┌──
// Copyright 2026 the Strata Authors
// SPDX-License-Identifier: Apache-2.0 OR MIT

//! Compact binary event recording and decoding.
//!
//! [`RecorderSink`] implements [`TraceSink`] and encodes events into a
//! `Vec<u8>` as fixed-size little-endian records. [`decode`] reads them back
//! as an iterator of [`RecordedEvent`].
//!
//! Decoding stops at the first unknown tag or truncated record.

use strata_core::lifecycle::{LifecycleState, Transition};
use strata_core::touch::{PointerId, TouchPhase};
use strata_core::trace::{
    BackKeyEvent, ContextChangedEvent, DeferredEvent, LayerChange, LayerChangeEvent,
    ResizeEvent, SetupEvent, TouchDispatchEvent, TraceSink, TransitionEvent,
};

// ---------------------------------------------------------------------------
// Event type discriminants
// ---------------------------------------------------------------------------

const TAG_SETUP: u8 = 1;
const TAG_RESIZE: u8 = 2;
const TAG_TRANSITION: u8 = 3;
const TAG_LAYER_CHANGE: u8 = 4;
const TAG_TOUCH: u8 = 5;
const TAG_CONTEXT_CHANGED: u8 = 6;
const TAG_BACK_KEY: u8 = 7;
const TAG_DEFERRED: u8 = 8;

const CHANGE_ADDED: u8 = 0;
const CHANGE_REPLACED: u8 = 1;
const CHANGE_REMOVED: u8 = 2;
const CHANGE_CLEARED: u8 = 3;

// ---------------------------------------------------------------------------
// RecorderSink
// ---------------------------------------------------------------------------

/// A [`TraceSink`] that encodes events into a compact binary buffer.
#[derive(Debug, Default)]
pub struct RecorderSink {
    buf: Vec<u8>,
}

impl RecorderSink {
    /// Creates an empty recorder.
    #[must_use]
    pub fn new() -> Self {
        Self::default()
    }

    /// Returns a view of the recorded bytes.
    #[must_use]
    pub fn as_bytes(&self) -> &[u8] {
        &self.buf
    }

    /// Consumes the recorder and returns the recorded bytes.
    #[must_use]
    pub fn into_bytes(self) -> Vec<u8> {
        self.buf
    }

    // -- encoding helpers --------------------------------------------------

    fn write_u8(&mut self, v: u8) {
        self.buf.push(v);
    }

    fn write_u32(&mut self, v: u32) {
        self.buf.extend_from_slice(&v.to_le_bytes());
    }

    fn write_i32(&mut self, v: i32) {
        self.buf.extend_from_slice(&v.to_le_bytes());
    }

    fn write_f64(&mut self, v: f64) {
        self.buf.extend_from_slice(&v.to_le_bytes());
    }

    fn write_option_f32(&mut self, v: Option<f32>) {
        match v {
            Some(val) => {
                self.write_u8(1);
                self.write_u32(val.to_bits());
            }
            None => {
                self.write_u8(0);
                self.write_u32(0);
            }
        }
    }

    fn write_option_i32(&mut self, v: Option<i32>) {
        self.write_u8(u8::from(v.is_some()));
        self.write_i32(v.unwrap_or(0));
    }

    fn write_state(&mut self, s: LifecycleState) {
        self.write_u8(state_code(s));
    }

    fn write_option_state(&mut self, s: Option<LifecycleState>) {
        self.write_u8(s.map_or(0, |s| state_code(s) + 1));
    }
}

fn state_code(s: LifecycleState) -> u8 {
    match s {
        LifecycleState::Created => 0,
        LifecycleState::Inactive => 1,
        LifecycleState::Active => 2,
        LifecycleState::Started => 3,
    }
}

fn state_from_code(code: u8) -> Option<LifecycleState> {
    Some(match code {
        0 => LifecycleState::Created,
        1 => LifecycleState::Inactive,
        2 => LifecycleState::Active,
        3 => LifecycleState::Started,
        _ => return None,
    })
}

fn transition_code(t: Transition) -> u8 {
    match t {
        Transition::Setup => 0,
        Transition::Activate => 1,
        Transition::Suspend => 2,
        Transition::Start => 3,
        Transition::End => 4,
    }
}

fn phase_code(p: TouchPhase) -> u8 {
    match p {
        TouchPhase::Down => 0,
        TouchPhase::Move => 1,
        TouchPhase::Up => 2,
        TouchPhase::Cancel => 3,
    }
}

impl TraceSink for RecorderSink {
    fn on_setup(&mut self, e: &SetupEvent) {
        self.write_u8(TAG_SETUP);
        self.write_u32(e.layer_count);
        self.write_state(e.state);
    }

    fn on_resize(&mut self, e: &ResizeEvent) {
        self.write_u8(TAG_RESIZE);
        self.write_u32(e.width);
        self.write_u32(e.height);
        self.write_option_f32(e.aspect);
    }

    fn on_transition(&mut self, e: &TransitionEvent) {
        self.write_u8(TAG_TRANSITION);
        self.write_u8(transition_code(e.transition));
        self.write_state(e.from);
        self.write_option_state(e.to);
    }

    fn on_layer_change(&mut self, e: &LayerChangeEvent) {
        self.write_u8(TAG_LAYER_CHANGE);
        match e.change {
            LayerChange::Added(id) => {
                self.write_u8(CHANGE_ADDED);
                self.write_i32(id);
            }
            LayerChange::Replaced(id) => {
                self.write_u8(CHANGE_REPLACED);
                self.write_i32(id);
            }
            LayerChange::Removed(id) => {
                self.write_u8(CHANGE_REMOVED);
                self.write_i32(id);
            }
            LayerChange::Cleared { dropped } => {
                self.write_u8(CHANGE_CLEARED);
                self.write_u32(dropped);
            }
        }
        self.write_u32(e.layer_count);
    }

    fn on_touch(&mut self, e: &TouchDispatchEvent) {
        self.write_u8(TAG_TOUCH);
        self.write_u32(e.pointer.0);
        self.write_u8(phase_code(e.phase));
        self.write_f64(e.position.x);
        self.write_f64(e.position.y);
        self.write_u32(e.visited);
        self.write_option_i32(e.handled_by);
    }

    fn on_context_changed(&mut self, e: &ContextChangedEvent) {
        self.write_u8(TAG_CONTEXT_CHANGED);
        self.write_u32(e.layer_count);
    }

    fn on_back_key(&mut self, e: &BackKeyEvent) {
        self.write_u8(TAG_BACK_KEY);
        self.write_u8(u8::from(e.handled));
    }

    fn on_deferred(&mut self, e: &DeferredEvent) {
        self.write_u8(TAG_DEFERRED);
        self.write_u32(e.applied);
    }
}

// ---------------------------------------------------------------------------
// Decoder
// ---------------------------------------------------------------------------

/// A decoded event from a binary recording.
#[derive(Clone, Debug, PartialEq)]
pub enum RecordedEvent {
    /// A [`SetupEvent`].
    Setup(SetupEvent),
    /// A [`ResizeEvent`].
    Resize(ResizeEvent),
    /// A [`TransitionEvent`].
    Transition(TransitionEvent),
    /// A [`LayerChangeEvent`].
    LayerChange(LayerChangeEvent),
    /// A [`TouchDispatchEvent`].
    Touch(TouchDispatchEvent),
    /// A [`ContextChangedEvent`].
    ContextChanged(ContextChangedEvent),
    /// A [`BackKeyEvent`].
    BackKey(BackKeyEvent),
    /// A [`DeferredEvent`].
    Deferred(DeferredEvent),
}

impl RecordedEvent {
    /// Short event name, used as the JSON `name` field.
    #[must_use]
    pub fn name(&self) -> &'static str {
        match self {
            Self::Setup(_) => "Setup",
            Self::Resize(_) => "Resize",
            Self::Transition(_) => "Transition",
            Self::LayerChange(_) => "LayerChange",
            Self::Touch(_) => "Touch",
            Self::ContextChanged(_) => "ContextChanged",
            Self::BackKey(_) => "BackKey",
            Self::Deferred(_) => "Deferred",
        }
    }
}

/// Decodes a byte slice produced by [`RecorderSink`] into an iterator of
/// [`RecordedEvent`].
pub fn decode(bytes: &[u8]) -> DecodeIter<'_> {
    DecodeIter {
        data: bytes,
        pos: 0,
    }
}

/// Iterator over decoded events.
#[derive(Debug)]
pub struct DecodeIter<'a> {
    data: &'a [u8],
    pos: usize,
}

impl DecodeIter<'_> {
    fn take<const N: usize>(&mut self) -> Option<[u8; N]> {
        let bytes = self.data.get(self.pos..self.pos + N)?;
        self.pos += N;
        bytes.try_into().ok()
    }

    fn read_u8(&mut self) -> Option<u8> {
        self.take::<1>().map(|[b]| b)
    }

    fn read_u32(&mut self) -> Option<u32> {
        self.take().map(u32::from_le_bytes)
    }

    fn read_i32(&mut self) -> Option<i32> {
        self.take().map(i32::from_le_bytes)
    }

    fn read_f64(&mut self) -> Option<f64> {
        self.take().map(f64::from_le_bytes)
    }

    fn read_option_f32(&mut self) -> Option<Option<f32>> {
        let present = self.read_u8()?;
        let bits = self.read_u32()?;
        Some((present != 0).then(|| f32::from_bits(bits)))
    }

    fn read_option_i32(&mut self) -> Option<Option<i32>> {
        let present = self.read_u8()?;
        let v = self.read_i32()?;
        Some((present != 0).then_some(v))
    }

    fn read_state(&mut self) -> Option<LifecycleState> {
        state_from_code(self.read_u8()?)
    }

    fn read_option_state(&mut self) -> Option<Option<LifecycleState>> {
        match self.read_u8()? {
            0 => Some(None),
            code => state_from_code(code - 1).map(Some),
        }
    }

    fn read_transition(&mut self) -> Option<Transition> {
        Some(match self.read_u8()? {
            0 => Transition::Setup,
            1 => Transition::Activate,
            2 => Transition::Suspend,
            3 => Transition::Start,
            4 => Transition::End,
            _ => return None,
        })
    }

    fn read_phase(&mut self) -> Option<TouchPhase> {
        Some(match self.read_u8()? {
            0 => TouchPhase::Down,
            1 => TouchPhase::Move,
            2 => TouchPhase::Up,
            3 => TouchPhase::Cancel,
            _ => return None,
        })
    }

    fn decode_setup(&mut self) -> Option<RecordedEvent> {
        Some(RecordedEvent::Setup(SetupEvent {
            layer_count: self.read_u32()?,
            state: self.read_state()?,
        }))
    }

    fn decode_resize(&mut self) -> Option<RecordedEvent> {
        Some(RecordedEvent::Resize(ResizeEvent {
            width: self.read_u32()?,
            height: self.read_u32()?,
            aspect: self.read_option_f32()?,
        }))
    }

    fn decode_transition(&mut self) -> Option<RecordedEvent> {
        Some(RecordedEvent::Transition(TransitionEvent {
            transition: self.read_transition()?,
            from: self.read_state()?,
            to: self.read_option_state()?,
        }))
    }

    fn decode_layer_change(&mut self) -> Option<RecordedEvent> {
        let change = match self.read_u8()? {
            CHANGE_ADDED => LayerChange::Added(self.read_i32()?),
            CHANGE_REPLACED => LayerChange::Replaced(self.read_i32()?),
            CHANGE_REMOVED => LayerChange::Removed(self.read_i32()?),
            CHANGE_CLEARED => LayerChange::Cleared {
                dropped: self.read_u32()?,
            },
            _ => return None,
        };
        Some(RecordedEvent::LayerChange(LayerChangeEvent {
            change,
            layer_count: self.read_u32()?,
        }))
    }

    fn decode_touch(&mut self) -> Option<RecordedEvent> {
        let pointer = PointerId(self.read_u32()?);
        let phase = self.read_phase()?;
        let x = self.read_f64()?;
        let y = self.read_f64()?;
        Some(RecordedEvent::Touch(TouchDispatchEvent {
            pointer,
            phase,
            position: (x, y).into(),
            visited: self.read_u32()?,
            handled_by: self.read_option_i32()?,
        }))
    }
}

impl Iterator for DecodeIter<'_> {
    type Item = RecordedEvent;

    fn next(&mut self) -> Option<Self::Item> {
        let tag = self.read_u8()?;
        match tag {
            TAG_SETUP => self.decode_setup(),
            TAG_RESIZE => self.decode_resize(),
            TAG_TRANSITION => self.decode_transition(),
            TAG_LAYER_CHANGE => self.decode_layer_change(),
            TAG_TOUCH => self.decode_touch(),
            TAG_CONTEXT_CHANGED => Some(RecordedEvent::ContextChanged(ContextChangedEvent {
                layer_count: self.read_u32()?,
            })),
            TAG_BACK_KEY => Some(RecordedEvent::BackKey(BackKeyEvent {
                handled: self.read_u8()? != 0,
            })),
            TAG_DEFERRED => Some(RecordedEvent::Deferred(DeferredEvent {
                applied: self.read_u32()?,
            })),
            _ => None, // unknown tag → stop iteration
        }
    }
}

// ---------------------------------------------------------------------------
// Tests
// ---------------------------------------------------------------------------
└──
WHAT IS REQUIRED:
Lines holding the string "Activate": find them in the listing above and copy each one.

COMPLETED EXERCISE:
        Transition::Activate => 1,
            1 => Transition::Activate,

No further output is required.